Finally getting a lot of little cleanup tasks done while the avionics harness is percolating at Approach FastStack.
First, I installed this…
First person to guess what it is gets a ThermosWorks sticker or a free beer at Oshkosh 2019.
Second, I dug out the cockpit lights from Oplite and fabricated a small bracket to mount them on the roll bar support.
These lights are extremely well-made by my friend and fellow RV builder Rich Mileika. In addition to Oplite, Rich owns and operates Machine, Inc, a precision machining company in the greater Boston area. If you need quality cockpit lighting, try Oplite…you’ll like ’em.
And lastly, I replaced the stock Van’s flap motor with an upgraded version made by Pat Hatch at PH Aviation Services.
This motor has several advantages over the stock unit. The motor and jackscrew are separate so grease can’t migrate into the motor windings, a common problem with the Vans motor. It also has limit switches to stop the motor at full extension on either end, and also has a position sensor to report flap position to whatever device needs it.
The only downside is that the flap support bracket must be modified to accommodate the new motor. Rather than trying to rework the existing bracket, I bought new parts from Vans and started from scratch…only took a couple of hours, and Pat’s motor will save some wiring work later on.
Many thanks to my friends Burt and Cheryl for allowing me to fly their Archer. It’s nice to be able to fly with Ellen again…
I think it’s time to start mounting stuff in the panel. Being an electronics/avionics geek, I’ve waited for this for a long, long time.
The white labels are mockups of the panel labels I’m having engraved by Aircraft Engravers in Granby, CT.
The G3x GSU 25 ADAHRS is mounted on the subpanel behind the PFD/MFD – makes plumbing the pitot-static lines to the GSU and G5 a little easier. It was hard to get in there with a ruler to lay out hole positions so I made a drill template out of thin Al.
One minor hiccup…the ignition switch locking tab isn’t clocked correctly, causing interference between the switch body and panel support rib. I’ll probably have to grind off the tab and rivet on a new one at the right orientation. The switch label will cover the rivets nicely.
More fun with avionics…finally figured out where to place the IBBS avionics backup battery, it’ll go behind the subpanel. The battery has a dsub connector on its right side, it’s placed so the connector will go though the subpanel lightening hole.
To make installation and removal easier I riveted nutplates to the battery’s mounting flanges.
…is getting brighter – it’s time to start installing and wiring avionics.

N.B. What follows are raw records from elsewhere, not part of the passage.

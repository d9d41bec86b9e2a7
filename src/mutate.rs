//! The safe mutation engine: sanitizing inner/outer content replacement
//! on a live tree.
//!
//! Both setters run the same pipeline: parse the candidate markup into a
//! detached subtree, scrub it with the policy, then graft the result into
//! the live document. Precondition failures are detected before any
//! parsing or mutation, so a failed call leaves the tree byte-identical.
//!
//! The live document is assumed to be owned by a single thread of
//! control; callers needing concurrent access must serialize it
//! externally.

use crate::error::{DomError, Result};
use crate::sanitize::SanitizePolicy;
use crate::tree::Document;
use crate::types::NodeId;

/// Sanitizing mutator bound to a policy.
#[derive(Debug, Clone, Default)]
pub struct SafeMutator {
    policy: SanitizePolicy,
}

impl SafeMutator {
    pub fn new() -> Self {
        Self::default()
    }

    pub fn with_policy(policy: SanitizePolicy) -> Self {
        Self { policy }
    }

    /// Replace the children of `target` with the sanitized parse of
    /// `markup`, preserving the fragment's node order.
    ///
    /// `target` may be any node capable of holding children; it does not
    /// need to be attached.
    pub fn set_inner_html(&self, doc: &mut Document, target: NodeId, markup: &str) -> Result<()> {
        let node = doc.get(target)?;
        if !node.can_hold_children() {
            return Err(DomError::InvalidNodeType {
                expected: "element or fragment",
                actual: node.kind.as_str(),
            });
        }

        let clean = self.policy.sanitize(markup);
        tracing::debug!(node = target, "replacing inner content");

        let existing: Vec<NodeId> = doc.children(target)?.to_vec();
        for child in existing {
            doc.detach(child)?;
        }
        doc.adopt_children(clean, target, None)
    }

    /// Replace `target` itself with the sanitized parse of `markup`:
    /// the fragment's nodes are inserted before `target` in its parent,
    /// then `target` is removed. Siblings are untouched and no wrapper
    /// element is introduced.
    ///
    /// Fails with [`DomError::NotAttached`] when `target` has no parent;
    /// replacing a rootless node is meaningless. The check runs before
    /// parsing, so nothing is mutated on failure.
    pub fn set_outer_html(&self, doc: &mut Document, target: NodeId, markup: &str) -> Result<()> {
        let parent = doc.get(target)?.parent.ok_or(DomError::NotAttached)?;

        let clean = self.policy.sanitize(markup);
        tracing::debug!(node = target, "replacing outer content");

        doc.adopt_children(clean, parent, Some(target))?;
        doc.detach(target)
    }
}

/// Replace the children of `target` with sanitized markup, using the
/// default policy.
pub fn set_safer_inner_html(doc: &mut Document, target: NodeId, markup: &str) -> Result<()> {
    SafeMutator::new().set_inner_html(doc, target, markup)
}

/// Replace `target` itself with sanitized markup, using the default
/// policy. `target` must be attached.
pub fn set_safer_outer_html(doc: &mut Document, target: NodeId, markup: &str) -> Result<()> {
    SafeMutator::new().set_outer_html(doc, target, markup)
}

I’ve been plotting and planning how to mount the Garmin G3x Touch system, radios and transponders and I’ve settled on building a tray which will hold all the remote-mounted LRUs, Comm 2 and transponder.
Here’s a cardboard mockup.
…and the tray with avionics temporarily attached.

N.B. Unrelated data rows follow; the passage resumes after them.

use cbindgen::Config;
use std::env;
use std::fs;
use std::path::PathBuf;

fn main() {
    // 获取目标目录（根据构建模式，可能是 target/debug 或 target/release）
    let out_dir = if cfg!(debug_assertions) {
        PathBuf::from(env::var("CARGO_TARGET_DIR").unwrap_or_else(|_| "target".into()))
            .join("debug")
    } else {
        PathBuf::from(env::var("CARGO_TARGET_DIR").unwrap_or_else(|_| "target".into()))
            .join("release")
    };

    // 获取当前 crate 的根目录
    let crate_dir =
        env::var("CARGO_MANIFEST_DIR").expect("Could not find Cargo manifest directory");

    // 加载配置文件，如果有的话
    let config = match Config::from_file("cbindgen.toml") {
        Ok(cfg) => cfg,
        Err(e) => panic!("Unable to load cbindgen.toml configuration: {:?}", e),
    };

    // 尝试生成绑定并写入到输出目录下的头文件中
    match cbindgen::generate_with_config(&crate_dir, config) {
        Ok(bindings) => {
            // 确保输出目录存在
            if let Some(parent) = out_dir.parent() {
                fs::create_dir_all(parent)
                    .expect("Unable to create parent directories for output file");
            }

            bindings.write_to_file(out_dir.join("chain_list.h"));
            println!("Successfully generated chain_list.h in {}", out_dir.display());
        }
        Err(e) => {
            eprintln!("Failed to generate bindings: {:?}", e);
            std::process::exit(1);
        }
    }
}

The GAD 27 and GAD 29 are on the right side. Most of the airframe power interfaces will be through the right firewall passthrough so having these boxes on the right should make wiring a little more straightforward.

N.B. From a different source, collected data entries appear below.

pub mod c_list {
    use crate::other_list::{ListError, NodeHandle, StringDList};
    use std::ffi::{CStr, CString, c_char, c_int};
    use std::ptr;

    // 不透明指针类型，对C完全隐藏实现细节
    #[repr(C)]
    pub struct CStringDList {
        inner: StringDList,
    }

    /// C端持有的节点句柄，按值传递
    #[repr(C)]
    #[derive(Debug, Clone, Copy)]
    pub struct CNodeHandle {
        pub index: usize,
        pub generation: u32,
    }

    impl From<NodeHandle> for CNodeHandle {
        fn from(handle: NodeHandle) -> Self {
            CNodeHandle {
                index: handle.index(),
                generation: handle.generation(),
            }
        }
    }

    impl From<CNodeHandle> for NodeHandle {
        fn from(handle: CNodeHandle) -> Self {
            NodeHandle::from_raw_parts(handle.index, handle.generation)
        }
    }

    // 错误码定义
    pub const SDL_SUCCESS: c_int = 0;
    pub const SDL_ERROR_NULL_PTR: c_int = -1;
    pub const SDL_ERROR_ALLOC: c_int = -2;
    pub const SDL_ERROR_NOT_FOUND: c_int = -3;
    pub const SDL_ERROR_STALE_HANDLE: c_int = -4;
    pub const SDL_ERROR_INVALID_UTF8: c_int = -5;

    fn error_code(err: &ListError) -> c_int {
        match err {
            ListError::Allocation(_) => SDL_ERROR_ALLOC,
            ListError::NotFound => SDL_ERROR_NOT_FOUND,
            ListError::StaleHandle => SDL_ERROR_STALE_HANDLE,
        }
    }

    /// 把字符串所有权交给C端，内容带内部空字符时返回空指针
    fn string_to_c(value: String) -> *mut c_char {
        match CString::new(value) {
            Ok(s) => s.into_raw(),
            Err(_) => ptr::null_mut(),
        }
    }

    /// 创建一个新的C语言接口可用的字符串双向链表实例
    ///
    /// 返回值:
    /// - 指向 `CStringDList` 实例的裸指针，使用完毕后必须交给 [`sdl_free`] 释放。
    #[unsafe(no_mangle)]
    pub extern "C" fn sdl_new() -> *mut CStringDList {
        Box::into_raw(Box::new(CStringDList {
            inner: StringDList::new(),
        }))
    }

    /// 释放由[sdl_new]创建的链表实例及其全部节点
    ///
    /// 参数:
    /// - `list`: 指向 `CStringDList` 实例的裸指针，为空时不执行任何操作。
    ///
    /// 注意:
    /// - 释放后指针不得再次使用，重复调用同一指针是未定义行为。
    #[unsafe(no_mangle)]
    pub extern "C" fn sdl_free(list: *mut CStringDList) {
        if !list.is_null() {
            unsafe {
                let _ = Box::from_raw(list);
            }
        }
    }

    /// 获取链表当前的元素数量，空指针返回0
    #[unsafe(no_mangle)]
    pub extern "C" fn sdl_len(list: *const CStringDList) -> usize {
        if list.is_null() {
            0
        } else {
            unsafe { (*list).inner.len() }
        }
    }

    /// 检查链表是否为空
    ///
    /// 返回值:
    /// - 空指针返回 `SDL_ERROR_NULL_PTR`，否则返回1（空）或0（非空）。
    #[unsafe(no_mangle)]
    pub extern "C" fn sdl_is_empty(list: *const CStringDList) -> c_int {
        if list.is_null() {
            SDL_ERROR_NULL_PTR
        } else {
            unsafe { (*list).inner.is_empty() as c_int }
        }
    }

    /// 在链表头部插入一个字符串
    ///
    /// 参数:
    /// - `list`: 指向 `CStringDList` 实例的可变裸指针。
    /// - `value`: 以空字符结尾的UTF-8字符串，链表保存其副本。
    /// - `out_handle`: 可选的输出参数，非空时写入新节点的句柄。
    ///
    /// 返回值:
    /// - `SDL_SUCCESS` 表示成功；指针为空、编码非法或分配失败时返回对应错误码，
    ///   失败时链表保持原状。
    #[unsafe(no_mangle)]
    pub extern "C" fn sdl_push_front(
        list: *mut CStringDList,
        value: *const c_char,
        out_handle: *mut CNodeHandle,
    ) -> c_int {
        if list.is_null() || value.is_null() {
            return SDL_ERROR_NULL_PTR;
        }
        let value = match unsafe { CStr::from_ptr(value) }.to_str() {
            Ok(s) => s,
            Err(_) => return SDL_ERROR_INVALID_UTF8,
        };
        match unsafe { &mut (*list).inner }.push_front(value) {
            Ok(handle) => {
                if !out_handle.is_null() {
                    unsafe {
                        *out_handle = handle.into();
                    }
                }
                SDL_SUCCESS
            }
            Err(err) => error_code(&err),
        }
    }

    /// 在链表尾部插入一个字符串，参数与返回值约定同[sdl_push_front]
    #[unsafe(no_mangle)]
    pub extern "C" fn sdl_push_back(
        list: *mut CStringDList,
        value: *const c_char,
        out_handle: *mut CNodeHandle,
    ) -> c_int {
        if list.is_null() || value.is_null() {
            return SDL_ERROR_NULL_PTR;
        }
        let value = match unsafe { CStr::from_ptr(value) }.to_str() {
            Ok(s) => s,
            Err(_) => return SDL_ERROR_INVALID_UTF8,
        };
        match unsafe { &mut (*list).inner }.push_back(value) {
            Ok(handle) => {
                if !out_handle.is_null() {
                    unsafe {
                        *out_handle = handle.into();
                    }
                }
                SDL_SUCCESS
            }
            Err(err) => error_code(&err),
        }
    }

    /// 从头到尾查找第一个与 `value` 完全相等的节点
    ///
    /// 参数:
    /// - `list`: 指向 `CStringDList` 实例的常量裸指针。
    /// - `value`: 以空字符结尾的UTF-8字符串。
    /// - `out_handle`: 可选的输出参数，命中时写入匹配节点的句柄。
    ///
    /// 返回值:
    /// - `SDL_SUCCESS` 表示命中，`SDL_ERROR_NOT_FOUND` 表示没有匹配项。
    #[unsafe(no_mangle)]
    pub extern "C" fn sdl_find(
        list: *const CStringDList,
        value: *const c_char,
        out_handle: *mut CNodeHandle,
    ) -> c_int {
        if list.is_null() || value.is_null() {
            return SDL_ERROR_NULL_PTR;
        }
        let value = match unsafe { CStr::from_ptr(value) }.to_str() {
            Ok(s) => s,
            Err(_) => return SDL_ERROR_INVALID_UTF8,
        };
        match unsafe { &(*list).inner }.find(value) {
            Ok(handle) => {
                if !out_handle.is_null() {
                    unsafe {
                        *out_handle = handle.into();
                    }
                }
                SDL_SUCCESS
            }
            Err(err) => error_code(&err),
        }
    }

    /// 删除句柄指向的节点
    ///
    /// 参数:
    /// - `list`: 指向 `CStringDList` 实例的可变裸指针。
    /// - `handle`: 此前由插入或查找得到的句柄。
    /// - `out_value`: 可选的输出参数，非空时写入被删节点的字符串，
    ///   该字符串必须交给 [`sdl_string_free`] 释放。
    ///
    /// 返回值:
    /// - `SDL_SUCCESS` 表示成功；句柄失效时返回 `SDL_ERROR_STALE_HANDLE`，
    ///   不会发生重复释放。
    #[unsafe(no_mangle)]
    pub extern "C" fn sdl_remove(
        list: *mut CStringDList,
        handle: CNodeHandle,
        out_value: *mut *mut c_char,
    ) -> c_int {
        if list.is_null() {
            return SDL_ERROR_NULL_PTR;
        }
        match unsafe { &mut (*list).inner }.remove(handle.into()) {
            Ok(value) => {
                if !out_value.is_null() {
                    unsafe {
                        *out_value = string_to_c(value);
                    }
                }
                SDL_SUCCESS
            }
            Err(err) => error_code(&err),
        }
    }

    /// 读取句柄指向的字符串副本
    ///
    /// 返回值:
    /// - 指向新分配C字符串的裸指针，必须交给 [`sdl_string_free`] 释放；
    /// - 指针为空或句柄失效时返回空指针。
    #[unsafe(no_mangle)]
    pub extern "C" fn sdl_get(list: *const CStringDList, handle: CNodeHandle) -> *mut c_char {
        if list.is_null() {
            return ptr::null_mut();
        }
        match unsafe { &(*list).inner }.get(handle.into()) {
            Some(value) => string_to_c(value.to_owned()),
            None => ptr::null_mut(),
        }
    }

    /// 按从头到尾的顺序打印链表内容，空指针不执行任何操作
    #[unsafe(no_mangle)]
    pub extern "C" fn sdl_print(list: *const CStringDList) {
        if !list.is_null() {
            unsafe { &(*list).inner }.print();
        }
    }

    /// 删除链表中的所有节点，链表本身保持可用
    #[unsafe(no_mangle)]
    pub extern "C" fn sdl_clear(list: *mut CStringDList) -> c_int {
        if list.is_null() {
            return SDL_ERROR_NULL_PTR;
        }
        unsafe { &mut (*list).inner }.clear();
        SDL_SUCCESS
    }

    /// 释放由[sdl_get]或[sdl_remove]交出的字符串
    #[unsafe(no_mangle)]
    pub extern "C" fn sdl_string_free(value: *mut c_char) {
        if !value.is_null() {
            unsafe {
                let _ = CString::from_raw(value);
            }
        }
    }

    // 测试代码
    #[cfg(test)]
    mod tests {
        use super::*;

        // C接口完整流程测试
        #[test]
        fn test_c_surface_roundtrip() {
            let list = sdl_new();
            assert!(!list.is_null());
            assert_eq!(sdl_len(list), 0);
            assert_eq!(sdl_is_empty(list), 1);

            let hello = CString::new("Hello").unwrap();
            let world = CString::new("World").unwrap();
            let bang = CString::new("!").unwrap();

            let mut handle = CNodeHandle {
                index: 0,
                generation: 0,
            };
            assert_eq!(
                sdl_push_front(list, hello.as_ptr(), &mut handle),
                SDL_SUCCESS
            );
            assert_eq!(
                sdl_push_back(list, world.as_ptr(), ptr::null_mut()),
                SDL_SUCCESS
            );
            assert_eq!(
                sdl_push_back(list, bang.as_ptr(), ptr::null_mut()),
                SDL_SUCCESS
            );
            assert_eq!(sdl_len(list), 3);
            assert_eq!(sdl_is_empty(list), 0);

            let head_value = sdl_get(list, handle);
            assert!(!head_value.is_null());
            assert_eq!(
                unsafe { CStr::from_ptr(head_value) }.to_str().unwrap(),
                "Hello"
            );
            sdl_string_free(head_value);

            let mut found = CNodeHandle {
                index: 0,
                generation: 0,
            };
            assert_eq!(sdl_find(list, bang.as_ptr(), &mut found), SDL_SUCCESS);

            let mut removed: *mut c_char = ptr::null_mut();
            assert_eq!(sdl_remove(list, found, &mut removed), SDL_SUCCESS);
            assert!(!removed.is_null());
            assert_eq!(unsafe { CStr::from_ptr(removed) }.to_str().unwrap(), "!");
            sdl_string_free(removed);

            // 旧句柄再次删除必须被拒绝
            assert_eq!(
                sdl_remove(list, found, ptr::null_mut()),
                SDL_ERROR_STALE_HANDLE
            );
            assert_eq!(sdl_len(list), 2);

            assert_eq!(
                sdl_find(list, bang.as_ptr(), ptr::null_mut()),
                SDL_ERROR_NOT_FOUND
            );

            assert_eq!(sdl_clear(list), SDL_SUCCESS);
            assert_eq!(sdl_len(list), 0);

            sdl_free(list);
        }

        // 空指针防护测试
        #[test]
        fn test_null_pointer_guards() {
            let value = CString::new("x").unwrap();
            assert_eq!(
                sdl_push_front(ptr::null_mut(), value.as_ptr(), ptr::null_mut()),
                SDL_ERROR_NULL_PTR
            );
            assert_eq!(
                sdl_find(ptr::null(), value.as_ptr(), ptr::null_mut()),
                SDL_ERROR_NULL_PTR
            );
            assert_eq!(sdl_len(ptr::null()), 0);
            assert_eq!(sdl_is_empty(ptr::null()), SDL_ERROR_NULL_PTR);
            sdl_print(ptr::null());
            sdl_free(ptr::null_mut());
            sdl_string_free(ptr::null_mut());

            let list = sdl_new();
            assert_eq!(
                sdl_push_back(list, ptr::null(), ptr::null_mut()),
                SDL_ERROR_NULL_PTR
            );
            sdl_free(list);
        }
    }
}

The GEA 24 engine interface is on the left side as most of the engine sensor wires will come through the left firewall passthrough. Guess where the AoA CPU is going?
More pics? Sure, I’m glad you asked.
We don’t plan on painting the RV for awhile, so I called Jonathan McCormick at Evoke Aviation – our painter of choice – and asked for his recommendation about how to protect the cowl ’til time for paint. His recommendation was K36 high-build epoxy primer…so that’s what we used.
The oil filler door looks good, although I’ll likely end up sanding down the sides a little to increase the gap for painting later on.
And the cowl pin covers look great…couldn’t be happier with how they came out. They were worth all the work!
I disassembled the cowl and laid down some heat-reflective adhesive aluminum to help protect against hot spots from the engine. Sorry, no pictures of that!
Following the instructions for UV SmoothPrime, I’ve laid down several coats and each one means a lot of sanding. Fortunately, it sands pretty easily and seems to do a good job filling any voids or pinholes left after the coats of micro and epoxy I applied.
It’s a little splotchy in some spots, but it’s good enough for the high-build epoxy that’ll cover everything until paint.
There are a lot of gaps in the blog since February because any spare time I have has gone to building and not to blogging. So in the spirit of documenting this build in an efficient manner, I’m gonna “micro-blog” and just cover a single day’s work…so there.
The pink cowl is no more. I put on the first three coats of UV Smooth Prime with a roller and after drying for a day or so I’ll sand it down and put on the final coats.
The pink cowl…
And the the white cowl…
I finished fairing in the oil filler door. Lots of dry micro and the filler door is covered with packing tape…
Lots of sanding and more to go…
…and the finished product. Not perfect, but it’ll do.
For anyone who’s following this website, I’m still alive and very much focused on the RV. It’s just that any spare time I have (which isn’t much) is going toward working on the airplane and not toward website updates. But just so I have something to prove to the FAA that I really am building this airplane, I’m diverting some precious building time to some updates.